School of Computing, University of Connecticut, Storrs, CT, USA.
Phys Life Rev. 2024 Dec;51:294-327. doi: 10.1016/j.plrev.2024.10.011. Epub 2024 Oct 24.
The integration of viral genomic data into public health surveillance has revolutionized our ability to track and forecast infectious disease dynamics. This review addresses two critical aspects of infectious disease forecasting and monitoring: the methodological workflow for epidemic forecasting and the transformative role of molecular surveillance. We first present a detailed approach for validating epidemic models, emphasizing an iterative workflow that utilizes ordinary differential equation (ODE)-based models to investigate and forecast disease dynamics. We recommend a more structured approach to model validation, systematically addressing key stages such as model calibration, assessment of structural and practical parameter identifiability, and effective uncertainty propagation in forecasts. Furthermore, we underscore the importance of incorporating multiple data streams by applying both simulated and real epidemiological data from the COVID-19 pandemic to produce more reliable forecasts with quantified uncertainty. Additionally, we emphasize the pivotal role of viral genomic data in tracking transmission dynamics and pathogen evolution. By leveraging advanced computational tools such as Bayesian phylogenetics and phylodynamics, researchers can more accurately estimate transmission clusters and reconstruct outbreak histories, thereby improving data-driven modeling and forecasting and informing targeted public health interventions.
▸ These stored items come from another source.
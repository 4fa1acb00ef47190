//! The board grid and the direction scan at the heart of Othello.
//!
//! A [`Board`] has no notion of whose turn it is: every query takes the [`Player`]
//! it should be evaluated for. Turn order lives in [`Game`](crate::Game).
//! By convention, row 0 is the top of the board, and cells are stored in row-major order.

use crate::{utils, BoardConfig, ConfigError, Direction, Location, ParseBoardError, Player};
use log::trace;
use serde::{Deserialize, Serialize};
use std::convert::TryFrom;
use std::fmt::{self, Display, Formatter};
use std::ops::Index;

/// The occupant of a single square.
#[derive(Clone, Copy, Debug, PartialEq, Eq, Hash, Serialize, Deserialize)]
pub enum Cell {
    Empty,
    Black,
    White,
}

impl Cell {
    /// The character used for this cell in board notation.
    pub fn to_char(self) -> char {
        match self {
            Cell::Empty => '.',
            Cell::Black => '#',
            Cell::White => 'O',
        }
    }

    pub fn from_char(c: char) -> Option<Self> {
        match c {
            '.' | '-' => Some(Cell::Empty),
            '#' | 'X' | 'x' => Some(Cell::Black),
            'O' | 'o' => Some(Cell::White),
            _ => None,
        }
    }

    /// Get the player owning this cell, if any.
    pub fn player(self) -> Option<Player> {
        match self {
            Cell::Empty => None,
            Cell::Black => Some(Player::Black),
            Cell::White => Some(Player::White),
        }
    }

    /// Swap Black and White; Empty stays Empty.
    pub fn swapped(self) -> Self {
        match self {
            Cell::Empty => Cell::Empty,
            Cell::Black => Cell::White,
            Cell::White => Cell::Black,
        }
    }
}

impl Default for Cell {
    fn default() -> Self {
        Cell::Empty
    }
}

impl From<Player> for Cell {
    fn from(player: Player) -> Self {
        match player {
            Player::Black => Cell::Black,
            Player::White => Cell::White,
        }
    }
}

/// A fixed-size grid of [`Cell`]s.
///
/// Serializes as its compact notation (see [`Board::to_notation`]) so that a
/// deserialized board always has consistent dimensions.
#[derive(Clone, Debug, PartialEq, Eq, Hash, Serialize, Deserialize)]
#[serde(into = "String", try_from = "String")]
pub struct Board {
    rows: usize,
    cols: usize,
    cells: Vec<Cell>,
}

impl Board {
    /// An empty board. `rows` and `cols` are not validated; see [`BoardConfig::validate`].
    pub fn empty(rows: usize, cols: usize) -> Self {
        Self {
            rows,
            cols,
            cells: vec![Cell::Empty; rows * cols],
        }
    }

    /// The opening position: a 2x2 block in the centre, White on the NW-SE
    /// diagonal and Black on the NE-SW diagonal.
    pub fn starting(config: &BoardConfig) -> Result<Self, ConfigError> {
        config.validate()?;
        Ok(Self::opening(config.rows, config.cols))
    }

    /// Place the starting block. Both edges must be at least 2.
    fn opening(rows: usize, cols: usize) -> Self {
        let mut board = Self::empty(rows, cols);
        let (top, left) = (rows / 2 - 1, cols / 2 - 1);

        board.set(Location::new(top, left), Cell::White);
        board.set(Location::new(top + 1, left + 1), Cell::White);
        board.set(Location::new(top, left + 1), Cell::Black);
        board.set(Location::new(top + 1, left), Cell::Black);
        board
    }

    #[inline]
    pub fn rows(&self) -> usize {
        self.rows
    }

    #[inline]
    pub fn cols(&self) -> usize {
        self.cols
    }

    /// The dimensions of this board.
    pub fn config(&self) -> BoardConfig {
        BoardConfig::square(self.rows).with_cols(self.cols)
    }

    /// Returns whether `loc` is on the board.
    #[inline]
    pub fn contains(&self, loc: Location) -> bool {
        loc.row < self.rows && loc.col < self.cols
    }

    /// Get the cell at `loc`, or None if it is off the board.
    #[inline]
    pub fn get(&self, loc: Location) -> Option<Cell> {
        if self.contains(loc) {
            Some(self.cells[self.index_of(loc)])
        } else {
            None
        }
    }

    #[inline]
    pub fn cell(&self, row: usize, col: usize) -> Option<Cell> {
        self.get(Location::new(row, col))
    }

    /// Count the cells holding `cell`.
    pub fn count(&self, cell: Cell) -> usize {
        self.cells.iter().filter(|&&c| c == cell).count()
    }

    /// Every location on the board, in row-major order.
    pub fn locations(&self) -> impl Iterator<Item = Location> {
        let cols = self.cols;
        (0..self.cells.len()).map(move |i| Location::new(i / cols, i % cols))
    }

    /// Every (location, cell) pair, in row-major order.
    pub fn iter(&self) -> impl Iterator<Item = (Location, Cell)> + '_ {
        self.locations().zip(self.cells.iter().copied())
    }

    /// A copy of this board with Black and White exchanged.
    pub fn swap_colors(&self) -> Self {
        Self {
            rows: self.rows,
            cols: self.cols,
            cells: self.cells.iter().map(|c| c.swapped()).collect(),
        }
    }

    /// The adjacent location in `direction`, if it is on the board.
    #[inline]
    pub fn neighbor(&self, loc: Location, direction: Direction) -> Option<Location> {
        loc.step(direction).filter(|&next| self.contains(next))
    }

    /// Scan outward from `loc` in `direction` for a run of `player`'s opponent
    /// capped by one of `player`'s pieces.
    ///
    /// Returns the length of the run (at least 1) if the direction is valid.
    /// Running off the board or hitting an empty cell invalidates the direction.
    /// The cell at `loc` itself is not inspected.
    pub fn flank_length(&self, loc: Location, direction: Direction, player: Player) -> Option<usize> {
        let own = Cell::from(player);
        let opponent = Cell::from(!player);

        let mut run = 0;
        let mut cursor = self.neighbor(loc, direction);
        while let Some(next) = cursor {
            let cell = self[next];
            if cell == opponent {
                run += 1;
                cursor = self.neighbor(next, direction);
            } else if cell == own && run > 0 {
                return Some(run);
            } else {
                return None;
            }
        }
        None
    }

    /// Returns whether `player` may place a piece at `loc`: the cell must be
    /// empty and at least one direction must flank opponent pieces.
    pub fn is_legal(&self, loc: Location, player: Player) -> bool {
        self.get(loc) == Some(Cell::Empty)
            && Direction::ALL
                .iter()
                .any(|&direction| self.flank_length(loc, direction, player).is_some())
    }

    /// Flip every run flanked from `loc` to `player`'s color.
    /// Does not place the piece at `loc` itself. Returns the number of flipped cells.
    pub(crate) fn flip_from(&mut self, loc: Location, player: Player) -> usize {
        let own = Cell::from(player);
        let mut flipped = 0;

        for &direction in Direction::ALL.iter() {
            let run = match self.flank_length(loc, direction, player) {
                Some(run) => run,
                None => continue,
            };
            trace!("{} flips {} toward {} from {}", player, run, direction, loc);

            let mut cursor = loc;
            for _ in 0..run {
                cursor = match self.neighbor(cursor, direction) {
                    Some(next) => next,
                    None => break,
                };
                self.set(cursor, own);
            }
            flipped += run;
        }

        flipped
    }

    #[inline]
    pub(crate) fn set(&mut self, loc: Location, cell: Cell) {
        let index = self.index_of(loc);
        self.cells[index] = cell;
    }

    #[inline]
    fn index_of(&self, loc: Location) -> usize {
        loc.row * self.cols + loc.col
    }

    /// Write the board compactly: one character per cell, rows separated by `/`.
    pub fn to_notation(&self) -> String {
        self.cells
            .chunks(self.cols.max(1))
            .map(|row| row.iter().map(|c| c.to_char()).collect::<String>())
            .collect::<Vec<String>>()
            .join("/")
    }

    /// Render the board as a grid, choosing each square's character with `glyph`.
    pub fn render<F>(&self, glyph: F) -> String
    where
        F: Fn(Location, Cell) -> char,
    {
        Render { board: self, glyph }.to_string()
    }
}

impl Default for Board {
    /// The standard 8x8 opening position.
    fn default() -> Self {
        let config = BoardConfig::default();
        Self::opening(config.rows, config.cols)
    }
}

impl Index<Location> for Board {
    type Output = Cell;

    /// Panics if `loc` is off the board; use [`Board::get`] for checked access.
    fn index(&self, loc: Location) -> &Cell {
        assert!(self.contains(loc), "{:?} is off the board", loc);
        &self.cells[self.index_of(loc)]
    }
}

struct Render<'a, F> {
    board: &'a Board,
    glyph: F,
}

impl<'a, F> Display for Render<'a, F>
where
    F: Fn(Location, Cell) -> char,
{
    fn fmt(&self, f: &mut Formatter<'_>) -> fmt::Result {
        utils::format_grid(
            self.board.rows,
            self.board.cols,
            self.board.iter().map(|(loc, cell)| (self.glyph)(loc, cell)),
            f,
        )
    }
}

impl Display for Board {
    fn fmt(&self, f: &mut Formatter<'_>) -> fmt::Result {
        utils::format_grid(
            self.rows,
            self.cols,
            self.cells.iter().map(|c| c.to_char()),
            f,
        )
    }
}

/// Read a board from compact notation. Rows may be separated by `/` or newlines,
/// and every row must have the same length.
impl std::str::FromStr for Board {
    type Err = ParseBoardError;

    fn from_str(s: &str) -> Result<Self, Self::Err> {
        let rows: Vec<&str> = s
            .split(|c: char| c == '/' || c == '\n')
            .map(str::trim)
            .filter(|row| !row.is_empty())
            .collect();

        let cols = rows.first().ok_or(ParseBoardError::Empty)?.chars().count();
        let mut cells = Vec::with_capacity(rows.len() * cols);

        for (row, row_str) in rows.iter().enumerate() {
            let found = row_str.chars().count();
            if found != cols {
                return Err(ParseBoardError::RaggedRow {
                    row,
                    found,
                    expected: cols,
                });
            }
            for c in row_str.chars() {
                cells.push(Cell::from_char(c).ok_or(ParseBoardError::BadCharacter(c))?);
            }
        }

        Ok(Self {
            rows: rows.len(),
            cols,
            cells,
        })
    }
}

impl From<Board> for String {
    fn from(board: Board) -> Self {
        board.to_notation()
    }
}

impl TryFrom<String> for Board {
    type Error = ParseBoardError;

    fn try_from(notation: String) -> Result<Self, Self::Error> {
        notation.parse()
    }
}
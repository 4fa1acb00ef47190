//! Utilities for loading annotated test positions.
//!
//! Each non-empty line holds `<board notation> <player to move> <legal move count>`,
//! and `;` starts a comment.

use crate::{Game, ParseGameError};
use derive_more::{Display, Error, From};
use std::fs;
use std::io;
use std::path::Path;

/// A single annotated position.
#[derive(Clone, Debug, PartialEq, Eq)]
pub struct FixturePosition {
    pub game: Game,
    pub legal_moves: usize,
}

#[derive(Debug, Display, Error, From)]
pub enum LoadPositionError {
    #[display(fmt = "cannot read position file: {}", _0)]
    CannotReadFile(io::Error),

    #[display(fmt = "cannot parse position: {}", _0)]
    CannotParseGame(ParseGameError),

    #[display(fmt = "missing legal move count")]
    #[from(ignore)]
    MissingMoveCount,

    #[display(fmt = "cannot parse legal move count")]
    #[from(ignore)]
    CannotParseMoveCount,
}

/// Load all of the [`FixturePosition`]s in the file at `path`.
pub fn load_positions<P: AsRef<Path>>(path: P) -> Result<Vec<FixturePosition>, LoadPositionError> {
    parse_positions(&fs::read_to_string(path)?)
}

/// Parse every position line in `text`.
pub fn parse_positions(text: &str) -> Result<Vec<FixturePosition>, LoadPositionError> {
    text.lines()
        .map(|line| line.split(';').next().unwrap_or("").trim())
        .filter(|line| !line.is_empty())
        .map(str::parse)
        .collect()
}

impl std::str::FromStr for FixturePosition {
    type Err = LoadPositionError;

    fn from_str(line: &str) -> Result<Self, Self::Err> {
        let (position, count) = line
            .trim()
            .rsplit_once(char::is_whitespace)
            .ok_or(LoadPositionError::MissingMoveCount)?;

        let legal_moves = count
            .parse()
            .or(Err(LoadPositionError::CannotParseMoveCount))?;
        let game = position.parse()?;

        Ok(Self { game, legal_moves })
    }
}
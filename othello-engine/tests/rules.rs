//! End-to-end rule scenarios on the public API.

use othello_engine::test_utils::positions;
use othello_engine::{
    BoardConfig, Cell, Game, GameResult, Location, MoveError, MoveOutcome, Player, Score,
};

fn position(notation: &str) -> Game {
    notation.parse().unwrap()
}

fn assert_counts_consistent(game: &Game) {
    let board = game.board();
    assert_eq!(
        game.cell_count(Player::Black) + game.cell_count(Player::White) + game.empty_count(),
        board.rows() * board.cols()
    );
}

#[test]
fn initial_board() {
    let game = Game::new();
    for (loc, cell) in game.board().iter() {
        let expected = match loc.to_coords() {
            (3, 3) | (4, 4) => Cell::White,
            (3, 4) | (4, 3) => Cell::Black,
            _ => Cell::Empty,
        };
        assert_eq!(cell, expected, "at {}", loc);
    }
    assert_eq!(game.active_player(), Player::Black);
    assert_counts_consistent(&game);
}

#[test]
fn black_opens_d3() {
    let mut game = Game::new();
    let outcome = game.apply_move(2, 3).unwrap();

    assert_eq!(game.cell(3, 3), Some(Cell::Black));
    assert_eq!(game.cell(2, 3), Some(Cell::Black));
    assert_eq!(game.active_player(), Player::White);
    assert_eq!(outcome.score(), Score { black: 4, white: 1 });
    assert_counts_consistent(&game);
}

#[test]
fn occupied_cell_rejected_without_change() {
    let mut game = Game::new();
    let before = game.clone();

    assert_eq!(
        game.apply_move(3, 3),
        Err(MoveError::InvalidMove { row: 3, col: 3 })
    );
    assert_eq!(game, before);
}

#[test]
fn white_reply_options_after_d3() {
    let mut game = Game::new();
    game.apply_move(2, 3).unwrap();
    assert_eq!(
        game.legal_moves(Player::White),
        vec![Location::new(2, 2), Location::new(2, 4), Location::new(4, 2)]
    );
}

#[test]
fn multi_direction_capture() {
    // White at C3 flanks along the row, the column and the diagonal at once.
    let mut game = position(
        "......../......../..-##O../..##..../..#.#.../..O..O../......../........ w",
    );
    let outcome = game.apply_move(2, 2).unwrap();

    assert_eq!(
        outcome,
        MoveOutcome::Placed {
            at: Location::new(2, 2),
            flipped: 6,
            score: Score { black: 0, white: 10 },
        }
    );
    assert_eq!(game.cell_count(Player::Black), 0);
}

#[test]
fn forced_pass_then_play() {
    let mut game = position(
        "O#....../......../......../......../......../......../......../........ b",
    );
    let board = game.board().clone();

    let outcome = game.apply_move(5, 5).unwrap();
    assert!(outcome.is_pass());
    assert_eq!(game.board(), &board);
    assert_eq!(game.active_player(), Player::White);

    // White clears the board of Black and the game is over.
    game.apply_move(0, 2).unwrap();
    assert!(game.is_game_over());
    assert_eq!(game.winner(), GameResult::Win(Player::White));
}

#[test]
fn game_over_keeps_passing() {
    let mut game = position(
        "########/########/########/########/OOOOOOOO/OOOOOOOO/OOOOOOOO/OOOOOOOO b",
    );
    assert!(game.is_game_over());
    assert_eq!(game.winner(), GameResult::Tie);

    for expected in [Player::White, Player::Black].iter() {
        assert!(game.apply_move(0, 0).unwrap().is_pass());
        assert_eq!(game.active_player(), *expected);
    }
}

#[test]
fn majority_wins_with_empties_left() {
    // The empty row touches only runs that end at the edge.
    let game = position(
        "########/########/########/########/......../OOOOOOOO/OOOOOOOO/OOOOOOOO b",
    );
    assert!(game.is_game_over());
    assert_eq!(game.score(), Score { black: 32, white: 24 });
    assert_eq!(game.winner(), GameResult::Win(Player::Black));
}

#[test]
fn other_board_sizes_play_legally() {
    for &(rows, cols) in [(4, 4), (6, 6), (6, 10), (10, 10)].iter() {
        let config = BoardConfig::square(rows).with_cols(cols);
        let mut game = Game::with_config(&config).unwrap();
        assert_eq!(game.legal_moves(Player::Black).len(), 4);

        let mut turns = 0;
        while !game.is_game_over() {
            let player = game.active_player();
            let before = game.score();
            let outcome = match game.legal_moves(player).first() {
                Some(loc) => game.apply_move(loc.row, loc.col).unwrap(),
                None => game.apply_move(0, 0).unwrap(),
            };
            if let MoveOutcome::Placed { flipped, score, .. } = outcome {
                assert_eq!(score.occupied(), before.occupied() + 1);
                assert_eq!(score.of(player), before.of(player) + 1 + flipped);
            }
            assert_counts_consistent(&game);
            turns += 1;
            assert!(turns <= 2 * rows * cols, "game did not terminate");
        }
    }
}

#[test]
fn fixture_positions() {
    let path = concat!(env!("CARGO_MANIFEST_DIR"), "/resources/positions.txt");
    let fixtures = positions::load_positions(path).unwrap();
    assert_eq!(fixtures.len(), 7);

    for fixture in fixtures {
        let game = &fixture.game;
        let player = game.active_player();
        assert_eq!(
            game.legal_moves(player).len(),
            fixture.legal_moves,
            "{}",
            game.to_notation()
        );
        assert_eq!(game.has_any_legal_move(player), fixture.legal_moves > 0);
    }
}
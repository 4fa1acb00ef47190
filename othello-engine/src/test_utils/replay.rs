//! Scripted play: replay a fixed move list, or drive a game with a list of
//! choices (handy as a property-test input).

use crate::{Game, Location, MoveError, MoveOutcome};

/// Apply `moves` to `game` in order, stopping at the first rejected move.
/// A move made while the active player must pass is consumed by the pass.
pub fn play_sequence(game: &mut Game, moves: &[Location]) -> Result<Vec<MoveOutcome>, MoveError> {
    moves
        .iter()
        .map(|loc| game.apply_move(loc.row, loc.col))
        .collect()
}

/// Play legal moves until the game ends or `choices` runs out.
///
/// Each turn with at least one legal move consumes one choice and plays the
/// `choice % n`-th legal move in row-major order. Forced passes consume nothing.
pub fn playout(game: &mut Game, choices: &[usize]) -> Vec<MoveOutcome> {
    let mut outcomes = Vec::new();
    let mut choices = choices.iter();

    while !game.is_game_over() {
        let moves = game.legal_moves(game.active_player());
        let loc = if moves.is_empty() {
            Location::new(0, 0)
        } else {
            match choices.next() {
                Some(&choice) => moves[choice % moves.len()],
                None => break,
            }
        };

        outcomes.push(
            game.apply_move(loc.row, loc.col)
                .expect("playout only makes legal moves"),
        );
    }

    outcomes
}

/// Turn a list of outcomes back into coordinates that reproduce them with
/// [`play_sequence`]. Passes map to the origin, which a pass ignores.
pub fn replay_locations(outcomes: &[MoveOutcome]) -> Vec<Location> {
    outcomes
        .iter()
        .map(|outcome| match *outcome {
            MoveOutcome::Placed { at, .. } => at,
            MoveOutcome::Passed { .. } => Location::new(0, 0),
        })
        .collect()
}

#[cfg(test)]
mod tests {
    use super::*;
    use crate::Player;

    #[test]
    fn play_sequence_stops_at_illegal_move() {
        let mut game = Game::new();
        let moves = [Location::new(2, 3), Location::new(0, 0), Location::new(2, 2)];
        assert_eq!(
            play_sequence(&mut game, &moves),
            Err(MoveError::InvalidMove { row: 0, col: 0 })
        );
        // The first move stuck, the rest never ran.
        assert_eq!(game.active_player(), Player::White);
        assert_eq!(game.score().occupied(), 5);
    }

    #[test]
    fn playout_consumes_choices() {
        let mut game = Game::new();
        let outcomes = playout(&mut game, &[0, 0, 0]);
        assert_eq!(outcomes.len(), 3);
        assert_eq!(game.score().occupied(), 7);
    }

    #[test]
    fn playout_to_the_end() {
        let mut game = Game::new();
        playout(&mut game, &[0; 200]);
        assert!(game.is_game_over());
    }

    #[test]
    fn replay_reproduces_playout() {
        let mut played = Game::new();
        let outcomes = playout(&mut played, &[3, 1, 4, 1, 5, 9, 2, 6, 5, 3, 5]);

        let mut replayed = Game::new();
        let replay = play_sequence(&mut replayed, &replay_locations(&outcomes)).unwrap();
        assert_eq!(replay, outcomes);
        assert_eq!(replayed, played);
    }
}
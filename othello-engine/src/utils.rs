//! Miscellaneous project utilities.

use crate::location::COLUMN_LABELS;
use std::fmt::{self, Formatter};
use std::iter::Iterator;

/// Format `rows * cols` characters into a pretty grid with column letters and
/// 1-based row numbers. `piece_iter` must yield exactly `rows * cols` items, row-major.
pub fn format_grid<T: Iterator<Item = char>>(
    rows: usize,
    cols: usize,
    mut piece_iter: T,
    f: &mut Formatter,
) -> fmt::Result {
    let label_width = rows.to_string().len();

    write!(f, "{:width$}", "", width = label_width + 2)?;
    for (i, label) in COLUMN_LABELS.chars().take(cols).enumerate() {
        if i > 0 {
            f.write_str(" ")?;
        }
        write!(f, "{}", label)?;
    }

    for row in 0..rows {
        write!(f, "\n{:>width$} ", row + 1, width = label_width + 1)?;
        for _ in 0..cols {
            write!(f, "{} ", piece_iter.next().ok_or(fmt::Error)?)?;
        }
    }

    match piece_iter.next() {
        None => Ok(()),
        _ => Err(fmt::Error),
    }
}
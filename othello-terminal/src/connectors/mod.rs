//! Connectors are the ways a [`Session`](crate::Session) talks to the outside world.

mod connector;
mod terminal;

pub use connector::Connector;
pub use terminal::{parse_move, TerminalConnector};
Finally, we discuss the transformative potential of integrating molecular epidemiology with mathematical modeling to complement and enhance epidemic forecasting and optimize public health strategies.
将病毒基因组数据整合到公共卫生监测中,彻底改变了我们追踪和预测传染病动态的能力。本综述探讨了传染病预测和监测的两个关键方面:疫情预测的方法流程以及分子监测的变革性作用。我们首先介绍一种验证疫情模型的详细方法,强调采用迭代流程,利用基于常微分方程(ODE)的模型来研究和预测疾病动态。我们建议采用更结构化的模型验证方法,系统地处理关键阶段,如模型校准、结构和实际参数可识别性评估以及预测中有效的不确定性传播。此外,我们强调通过应用来自新冠疫情的模拟和实际流行病学数据纳入多个数据流的重要性,以产生具有量化不确定性的更可靠预测。此外,我们强调病毒基因组数据在追踪传播动态和病原体进化方面的关键作用。通过利用贝叶斯系统发育学和系统动力学等先进计算工具,研究人员可以更准确地估计传播集群并重建疫情历史,从而改进数据驱动的建模和预测,并为有针对性的公共卫生干预提供信息。最后,我们讨论将分子流行病学与数学建模相结合以补充和加强疫情预测并优化公共卫生策略的变革潜力。